Napoleonic & ECW wargaming, with a load of old Hooptedoodle on this & that


Saturday 25 May 2019

Hooptedoodle #334 - Local Research to Get One's Teeth Into


High-profile local advertising - Barker & Dobson advert on the Liverpool Overhead Railway, mid 1950s. B&D's factory was just a few miles up the hill, in Everton
I was born in Liverpool, as I keep mentioning here (possibly as some form of excuse?), and grew up supporting Liverpool Football Club. The other big club in the city, Everton, also has a long and proud tradition. Since as a kid I spent some years forbidden to travel to away matches, I often used to go with similarly paroled friends to Goodison Park, to watch Everton when Liverpool were playing in far off places.





Nowadays, in the age of hate and trolling, the Liverpool vs Everton thing can be as unpleasant as you might expect - families banned from intermarrying etc - but in my youth things were a bit less frenzied, and I grew up with a soft spot for Everton which I might be well advised to keep quiet about now.


Everton FC - 1909
Everton, as you may or may not know, have been known as "The Toffees" since what my dad's cousin Harold Shaw used to refer to as "time immoral". Like all such traditions that we absorb in early childhood, I never questioned it or wondered about its background.

A bit of cod [personal] history. There were an astonishing number of sweet factories in Liverpool. Now I think about it, this is obviously because, as the headquarters of Tate & Lyle, Liverpool was the place through which most of the cane sugar from the Caribbean arrived in Britain. If it hadn't been for post-war rationing, we'd all have had no teeth.

Another fact which has only dawned on me gradually is that many of the makers of sweets I was familiar with as a kid were Liverpool-based. This is not just because they were local firms who had a grip on the market - a number of them were nationally famous, and they just happened to have their factories in the city.

I got involved over the last couple of weeks in a pleasant exchange of email reminiscences about vintage sweets. I did a bit of gentle research to find out what happened to such-and-such a maker, and mostly I learned that the history of  the UK sweet industry is pretty alarming - a lot of hostile takeovers - and very complicated. I also learned something, at long last, about why Everton FC are the Toffees.





I've always been familiar with Everton Mints, which were a hard, black-and-white, humbug-like boiled sweet with a toffee centre, manufactured by Barker & Dobson, whose factory was in Everton.
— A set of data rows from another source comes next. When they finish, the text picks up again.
//! # Cachet Server
//!
//! Runs the cache engine against Redis (or the in-process store when Redis
//! is disabled), warms reference data at startup and serves the admin API.

use cachet_config::{AppConfig, ConfigLoader, ObservabilityConfig};
use cachet_core::{CachetError, CachetResult};
use cachet_server::{app::App, startup, telemetry};
use tokio::signal;
use tracing::{error, info, warn};

#[tokio::main]
async fn main() {
    let config = match ConfigLoader::from_default_location() {
        Ok(loader) => loader.get().await,
        Err(e) => {
            telemetry::init_logging(&ObservabilityConfig::default());
            error!("Failed to load configuration: {}", e);
            std::process::exit(1);
        }
    };

    telemetry::init_logging(&config.observability);
    startup::print_banner();
    info!("Starting Cachet server v{}", env!("CARGO_PKG_VERSION"));
    info!("Environment: {}", config.app.environment);

    if let Err(e) = run(config).await {
        error!("Application error: {}", e);
        std::process::exit(1);
    }
}

async fn run(config: AppConfig) -> CachetResult<()> {
    if config.observability.metrics_enabled {
        telemetry::init_metrics();
    }

    let app = App::build(&config)?;
    if !app.engine.ping().await {
        warn!("Backing store is not reachable at startup, serving misses until it answers");
    }
    app.spawn_warm_up(&config);

    let addr = config.server.addr();
    let listener = tokio::net::TcpListener::bind(&addr)
        .await
        .map_err(|e| CachetError::Internal(format!("Failed to bind {}: {}", addr, e)))?;
    startup::print_startup_info(&config);

    let served = axum::serve(listener, app.router)
        .with_graceful_shutdown(shutdown_signal())
        .await;

    app.engine.close().await;
    served.map_err(|e| CachetError::Internal(format!("HTTP server error: {}", e)))?;

    info!("Server shutdown complete");
    Ok(())
}

async fn shutdown_signal() {
    let ctrl_c = async {
        if let Err(e) = signal::ctrl_c().await {
            error!("Failed to listen for Ctrl+C: {}", e);
            std::future::pending::<()>().await;
        }
    };

    #[cfg(unix)]
    let terminate = async {
        match signal::unix::signal(signal::unix::SignalKind::terminate()) {
            Ok(mut stream) => {
                stream.recv().await;
            }
            Err(e) => {
                error!("Failed to install SIGTERM handler: {}", e);
                std::future::pending::<()>().await;
            }
        }
    };

    #[cfg(not(unix))]
    let terminate = std::future::pending::<()>();

    tokio::select! {
        () = ctrl_c => {
            info!("Received Ctrl+C, initiating graceful shutdown...");
        }
        () = terminate => {
            info!("Received terminate signal, initiating graceful shutdown...");
        }
    }
}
B&D, founded in 1834, were big and successful - they made chocolates and posh biscuits and all sorts - in fact their gift tins still change hands for decent prices in eBay. It's possible I always assumed that the football club's nickname had something to do with B&D.


B&D factory - Everton, 1960s
The height of sophistication - B&D ad from the 1920s - apparently the lovely lady has a weakness for "Viking" chocolates [made with raw fish?]. As the copy line states, "Nowadays it's Barker & Dobson's chocolate". Don't laugh, somebody probably got a bonus for that one.
...and, of course, since toffee was trendy, they would work to cater for the latest advances in home entertainment. Here we see a tin commemorating how Mr & Mrs Cavity and their children would sit around the steam radio, enjoying light entertainment and chewing ferociously. [A sub-plot of selection boxes of toffee was that I always finished up with the walnut toffee, or the mint one, both of which were grim.]
...and, as time passed, B&D were always there, at the cutting edge. Now we have the Gummy family enjoying TV, slurping away on toffees "and other specialities". Mr Gummy, as you see, smokes his pipe while eating toffee, which is pretty disgusting really.
Anyway, it didn't. A lady named Molly Bushell (1748-1818) started making toffee containing ginger on an open-air stove behind her cottage in Everton, sometime around 1770, and she became quite successful. At this time, Everton village was something of a tourist attraction, with splendid views of the river from the slopes of Everton Hill. As the business grew, Molly was helped by her daughter, and also by a cousin, Sarah Cooper. In later life, she appears to have fallen out with Mrs Cooper, who opened a rival shop in Browside (also Everton). Much later, the remaining interests of these cottage businesses were taken over by the firm of Noblett's, who from 1876 or so took over the manufacture and marketing of Everton Toffee. Everton FC came into being in 1878, and the sale of toffees at the games quickly became a tradition, vendors offering "Mother Noblett's Toffee" inside the ground.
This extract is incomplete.